In concluding that the traders’ use of mark constituted trademark infringement, seems the courts in Zippo v. Wang Lei cases not only considered the prominence manner of the use, but also the factor that the defendant registered a domain name incorporating “ZIPPO” mark. The courts in Lenovo cases also quoted that the use of “Lenovo” marks were prominent and comprehensive that could easily mislead the consumers they are official “Lenovo” stores. As reflected in Article 26 of the 2006 Opinion, it is commonly accepted in practice that a fair use defense shall be legitimized on two grounds, i.e. the use is out of bona fide purpose, ii)the scope of use is reasonable.
While it is always difficult to demonstrate the trader’s initiative, because of its subjective nature, mere consideration of the size of the mark or the decoration seems not to be sufficient to conclude that the confusion will be generated.
The courts’ reasoning seemed to be ignoring the market environment, the normal business practice as well as other factors that the defendant used the mark at issue. A counter argument can likely be made that if the use of mark is not prominent, the mark’s value and function in attracting consumers will be weakened. On the other side, it will be inefficient for the consumers to identify specific goods. While both of which serve the better recognition and circulation of the goods, if any.
The court’s reasoning also seems not to be convincing if not harsh in Lenovo v. Ms. Xialijun case as fact is affirmed the defendant is an authorized vendor of Lenovo Company, the court simply put that such use is not authorized by the brand owner. While logically, the brand owner’s permission shall not be considered in fair use defense case, including nominative use, as the use is spontaneous.
In addition, if the decorations of the stores in the Lenovo cases appear to be similar to Lenovo’s official store, that is an issue of passing off of trade dress under China Anti-unfair Competition Law, which shall not matter with trademark law regime.

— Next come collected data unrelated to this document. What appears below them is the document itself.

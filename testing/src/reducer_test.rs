//! Ergonomic testing utilities for reducers
//!
//! This module provides a fluent API for testing reducers with readable Given-When-Then syntax.

#![allow(clippy::module_name_repetitions)] // ReducerTest is the natural name

use promptbus_core::{effect::Effect, reducer::Reducer};

/// Type alias for state assertion functions
type StateAssertion<S> = Box<dyn FnOnce(&S)>;

/// Type alias for effect assertion functions
type EffectAssertion<A> = Box<dyn FnOnce(&[Effect<A>])>;

/// Fluent API for testing reducers with Given-When-Then syntax
///
/// Several actions may be given; they are reduced in order and only the
/// effects of the last one are checked.
///
/// # Example
///
/// ```ignore
/// use promptbus_testing::ReducerTest;
///
/// ReducerTest::new(ArbiterReducer::new())
///     .with_env(test_environment())
///     .given_state(ArbiterState::default())
///     .when_action(ArbiterAction::Dismiss { ticket })
///     .then_state(|state| {
///         assert!(state.active.is_none());
///     })
///     .then_effects(|effects| {
///         assert_eq!(effects.len(), 1);
///     })
///     .run();
/// ```
pub struct ReducerTest<R, S, A, E>
where
    R: Reducer<State = S, Action = A, Environment = E>,
{
    reducer: R,
    environment: Option<E>,
    initial_state: Option<S>,
    actions: Vec<A>,
    state_assertions: Vec<StateAssertion<S>>,
    effect_assertions: Vec<EffectAssertion<A>>,
}

impl<R, S, A, E> ReducerTest<R, S, A, E>
where
    R: Reducer<State = S, Action = A, Environment = E>,
{
    /// Create a new reducer test with the given reducer
    #[must_use]
    pub const fn new(reducer: R) -> Self {
        Self {
            reducer,
            environment: None,
            initial_state: None,
            actions: Vec::new(),
            state_assertions: Vec::new(),
            effect_assertions: Vec::new(),
        }
    }

    /// Set the environment for the test
    #[must_use]
    pub fn with_env(mut self, env: E) -> Self {
        self.environment = Some(env);
        self
    }

    /// Set the initial state (Given)
    #[must_use]
    pub fn given_state(mut self, state: S) -> Self {
        self.initial_state = Some(state);
        self
    }

    /// Add an action to reduce (When)
    #[must_use]
    pub fn when_action(mut self, action: A) -> Self {
        self.actions.push(action);
        self
    }

    /// Add an assertion about the resulting state (Then)
    #[must_use]
    pub fn then_state<F>(mut self, assertion: F) -> Self
    where
        F: FnOnce(&S) + 'static,
    {
        self.state_assertions.push(Box::new(assertion));
        self
    }

    /// Add an assertion about the effects of the last action (Then)
    #[must_use]
    pub fn then_effects<F>(mut self, assertion: F) -> Self
    where
        F: FnOnce(&[Effect<A>]) + 'static,
    {
        self.effect_assertions.push(Box::new(assertion));
        self
    }

    /// Run the test and execute all assertions
    ///
    /// # Panics
    ///
    /// Panics if initial state, action, or environment is not set,
    /// or if any assertions fail.
    #[allow(clippy::panic)] // Test code can panic
    #[allow(clippy::expect_used)] // Test code can use expect
    pub fn run(self) {
        let mut state = self
            .initial_state
            .expect("Initial state must be set with given_state()");

        assert!(
            !self.actions.is_empty(),
            "At least one action must be set with when_action()"
        );

        let env = self
            .environment
            .expect("Environment must be set with with_env()");

        let mut effects = Vec::new();
        for action in self.actions {
            effects = self.reducer.reduce(&mut state, action, &env).into_vec();
        }

        for assertion in self.state_assertions {
            assertion(&state);
        }

        for assertion in self.effect_assertions {
            assertion(&effects);
        }
    }
}

/// Helper assertions for effects
pub mod assertions {
    use promptbus_core::effect::{Effect, EffectId};

    fn flatten<A>(effects: &[Effect<A>]) -> Vec<&Effect<A>> {
        let mut out = Vec::new();
        for effect in effects {
            out.push(effect);
            match effect {
                Effect::Parallel(inner) | Effect::Sequential(inner) => out.extend(flatten(inner)),
                Effect::Cancellable { effect, .. } => {
                    out.extend(flatten(std::slice::from_ref(effect.as_ref())));
                },
                _ => {},
            }
        }
        out
    }

    /// Assert that there are no effects
    ///
    /// # Panics
    ///
    /// Panics if any effect other than `Effect::None` is present.
    #[allow(clippy::panic)] // Test assertion
    pub fn assert_no_effects<A: std::fmt::Debug>(effects: &[Effect<A>]) {
        assert!(
            effects.iter().all(Effect::is_none),
            "Expected no effects, but found {}: {:?}",
            effects.len(),
            effects
        );
    }

    /// Assert the number of effects
    ///
    /// # Panics
    ///
    /// Panics if the number of effects doesn't match expected.
    #[allow(clippy::panic)] // Test assertion
    pub fn assert_effects_count<A>(effects: &[Effect<A>], expected: usize) {
        assert_eq!(
            effects.len(),
            expected,
            "Expected {} effects, but found {}",
            expected,
            effects.len()
        );
    }

    /// Assert that effects contain at least one Future effect (at any depth)
    ///
    /// # Panics
    ///
    /// Panics if no Future effect is found.
    #[allow(clippy::panic)] // Test assertion
    pub fn assert_has_future_effect<A>(effects: &[Effect<A>]) {
        assert!(
            flatten(effects).iter().any(|e| matches!(e, Effect::Future(_))),
            "Expected at least one Future effect, but none found"
        );
    }

    /// Assert that a cancellable effect is registered under `id`
    ///
    /// # Panics
    ///
    /// Panics if no matching `Cancellable` effect is found.
    #[allow(clippy::panic)] // Test assertion
    pub fn assert_has_cancellable<A>(effects: &[Effect<A>], id: &EffectId) {
        assert!(
            flatten(effects)
                .iter()
                .any(|e| matches!(e, Effect::Cancellable { id: found, .. } if found == id)),
            "Expected a Cancellable effect with id {id}, but none found"
        );
    }

    /// Assert that effects cancel `id`
    ///
    /// # Panics
    ///
    /// Panics if no matching `Cancel` effect is found.
    #[allow(clippy::panic)] // Test assertion
    pub fn assert_cancels<A>(effects: &[Effect<A>], id: &EffectId) {
        assert!(
            flatten(effects)
                .iter()
                .any(|e| matches!(e, Effect::Cancel(found) if found == id)),
            "Expected a Cancel effect for id {id}, but none found"
        );
    }

    /// Assert that effects contain no `Cancellable` or `Delay` (no timers scheduled)
    ///
    /// # Panics
    ///
    /// Panics if a timer effect is found.
    #[allow(clippy::panic)] // Test assertion
    pub fn assert_no_timers<A>(effects: &[Effect<A>]) {
        assert!(
            !flatten(effects)
                .iter()
                .any(|e| matches!(e, Effect::Cancellable { .. } | Effect::Delay { .. })),
            "Expected no timer effects"
        );
    }
}

#[cfg(test)]
mod tests {
    use super::*;
    use promptbus_core::effect::{Effect, EffectId};
    use promptbus_core::reducer::Reducer;
    use promptbus_core::{SmallVec, smallvec};
    use std::time::Duration;

    #[derive(Clone, Debug)]
    struct TestState {
        count: i32,
    }

    #[derive(Clone, Debug)]
    enum TestAction {
        Increment,
        Decrement,
        Arm,
        Disarm,
    }

    struct TestReducer;

    struct TestEnv;

    impl Reducer for TestReducer {
        type State = TestState;
        type Action = TestAction;
        type Environment = TestEnv;

        fn reduce(
            &self,
            state: &mut Self::State,
            action: Self::Action,
            _env: &Self::Environment,
        ) -> SmallVec<[Effect<Self::Action>; 4]> {
            match action {
                TestAction::Increment => {
                    state.count += 1;
                    smallvec![Effect::None]
                },
                TestAction::Decrement => {
                    state.count -= 1;
                    smallvec![Effect::None]
                },
                TestAction::Arm => smallvec![Effect::Parallel(vec![
                    Effect::fire_and_forget(async {}),
                    Effect::Delay {
                        duration: Duration::from_secs(1),
                        action: Box::new(TestAction::Decrement),
                    }
                    .cancellable("arm"),
                ])],
                TestAction::Disarm => smallvec![Effect::Cancel(EffectId::new("arm"))],
            }
        }
    }

    #[test]
    fn test_reducer_test_increment() {
        ReducerTest::new(TestReducer)
            .with_env(TestEnv)
            .given_state(TestState { count: 0 })
            .when_action(TestAction::Increment)
            .then_state(|state| {
                assert_eq!(state.count, 1);
            })
            .then_effects(|effects| {
                assertions::assert_no_effects(effects);
            })
            .run();
    }

    #[test]
    fn test_reducer_test_multiple_actions() {
        ReducerTest::new(TestReducer)
            .with_env(TestEnv)
            .given_state(TestState { count: 5 })
            .when_action(TestAction::Decrement)
            .when_action(TestAction::Decrement)
            .then_state(|state| {
                assert_eq!(state.count, 3);
            })
            .run();
    }

    #[test]
    fn test_nested_effect_assertions() {
        ReducerTest::new(TestReducer)
            .with_env(TestEnv)
            .given_state(TestState { count: 0 })
            .when_action(TestAction::Arm)
            .then_effects(|effects| {
                assertions::assert_effects_count(effects, 1);
                assertions::assert_has_future_effect(effects);
                assertions::assert_has_cancellable(effects, &EffectId::new("arm"));
            })
            .run();

        ReducerTest::new(TestReducer)
            .with_env(TestEnv)
            .given_state(TestState { count: 0 })
            .when_action(TestAction::Disarm)
            .then_effects(|effects| {
                assertions::assert_cancels(effects, &EffectId::new("arm"));
                assertions::assert_no_timers(effects);
            })
            .run();
    }

    #[test]
    fn test_assertions_no_effects() {
        assertions::assert_no_effects::<TestAction>(&[Effect::None]);
        assertions::assert_no_effects::<TestAction>(&[]);
    }
}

By contrast, the Shanghai court in NipponPaint V. Zhanjin Co., Ltd, made a step further to observe that the defendant did not make attempt to establish a business relationship with the brand owner by using the mark, thus its use did not carry any bad faith apart from indicating the product origin. It worth noting that the Shanghai court addressed that the free market circulation principle will be impaired if the trader’s use of mark is restricted and reasoned deeper in trademark’s core function, that is to assure the consumer to select goods or service by trademark, and prohibit it from confusion.
Conclusion
The dichotomy in the courts’ reasoning and conclusion underlines the need to bring some consistency to this area of law. While even though the current trademark law regime is lack of a clear say on nominative use, it is necessary to note that while trademark is a right of monopoly, the monopoly focus on the business goodwill of the mark, its function of distinguishing different goods, not the trademark itself. Also, a sound balance needs to be strike between the trademark owner and good faith market player, and public, so as to smooth the market activity and to prevent the abuse of trademark rights. Hopefully, a Supreme Court Judicial Interpretation or at least a Case Example will dictate the extent of nominative use to which the trader can exploit while the brand owner can feel comfortable certainty.